● **What needs to be done**
Below are some records; output all of them exactly.

Excerpted records below:

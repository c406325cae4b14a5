use super::*;

#[test]
fn test_render_known_checksum_vector() {
    let sentence = NmeaSentence::new(
        1,
        1,
        None,
        'A',
        "15Muq70001G?tRrM5M4P8?v4080u".to_string(),
        0,
    );
    assert_eq!(sentence.checksum, 0x28);
    assert_eq!(
        sentence.render(),
        "!AIVDM,1,1,,A,15Muq70001G?tRrM5M4P8?v4080u,0*28"
    );
}

#[test]
fn test_render_has_no_trailing_crlf() {
    let sentence = NmeaSentence::new(1, 1, None, 'A', "0".to_string(), 0);
    let rendered = sentence.render();
    assert!(!rendered.ends_with('\r'));
    assert!(!rendered.ends_with('\n'));
}

#[test]
fn test_message_id_renders_empty_when_absent() {
    let sentence = NmeaSentence::new(1, 1, None, 'B', "w".to_string(), 2);
    assert!(sentence.render().starts_with("!AIVDM,1,1,,B,"));
}

#[test]
fn test_message_id_renders_digit_when_present() {
    let sentence = NmeaSentence::new(2, 1, Some(7), 'A', "0".to_string(), 0);
    assert!(sentence.render().starts_with("!AIVDM,2,1,7,A,"));
}

#[test]
fn test_checksum_is_uppercase_two_digit_hex() {
    // Payload chosen so the checksum lands below 0x10
    for payload in ["0", "1", "w", "015", "GENERIC"] {
        let sentence = NmeaSentence::new(1, 1, None, 'A', payload.to_string(), 0);
        let rendered = sentence.render();
        let (_, suffix) = rendered.split_once('*').unwrap();
        assert_eq!(suffix.len(), 2);
        assert_eq!(suffix, suffix.to_uppercase());
        assert_eq!(
            u8::from_str_radix(suffix, 16).unwrap(),
            sentence.checksum,
        );
    }
}

#[test]
fn test_display_matches_render() {
    let sentence = NmeaSentence::new(2, 2, Some(3), 'B', "Pwh".to_string(), 4);
    assert_eq!(sentence.to_string(), sentence.render());
}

End of Excerpted records.

● **Answer for this exercise**
repository c406325cae4b14a5
use super::*;

#[test]
fn test_render_known_checksum_vector() {
    let sentence = NmeaSentence::new(
        1,
        1,
        None,
        'A',
        "15Muq70001G?tRrM5M4P8?v4080u".to_string(),
        0,
    );
    assert_eq!(sentence.checksum, 0x28);
    assert_eq!(
        sentence.render(),
        "!AIVDM,1,1,,A,15Muq70001G?tRrM5M4P8?v4080u,0*28"
    );
}

#[test]
fn test_render_has_no_trailing_crlf() {
    let sentence = NmeaSentence::new(1, 1, None, 'A', "0".to_string(), 0);
    let rendered = sentence.render();
    assert!(!rendered.ends_with('\r'));
    assert!(!rendered.ends_with('\n'));
}

#[test]
fn test_message_id_renders_empty_when_absent() {
    let sentence = NmeaSentence::new(1, 1, None, 'B', "w".to_string(), 2);
    assert!(sentence.render().starts_with("!AIVDM,1,1,,B,"));
}

#[test]
fn test_message_id_renders_digit_when_present() {
    let sentence = NmeaSentence::new(2, 1, Some(7), 'A', "0".to_string(), 0);
    assert!(sentence.render().starts_with("!AIVDM,2,1,7,A,"));
}

#[test]
fn test_checksum_is_uppercase_two_digit_hex() {
    // Payload chosen so the checksum lands below 0x10
    for payload in ["0", "1", "w", "015", "GENERIC"] {
        let sentence = NmeaSentence::new(1, 1, None, 'A', payload.to_string(), 0);
        let rendered = sentence.render();
        let (_, suffix) = rendered.split_once('*').unwrap();
        assert_eq!(suffix.len(), 2);
        assert_eq!(suffix, suffix.to_uppercase());
        assert_eq!(
            u8::from_str_radix(suffix, 16).unwrap(),
            sentence.checksum,
        );
    }
}

#[test]
fn test_display_matches_render() {
    let sentence = NmeaSentence::new(2, 2, Some(3), 'B', "Pwh".to_string(), 4);
    assert_eq!(sentence.to_string(), sentence.render());
}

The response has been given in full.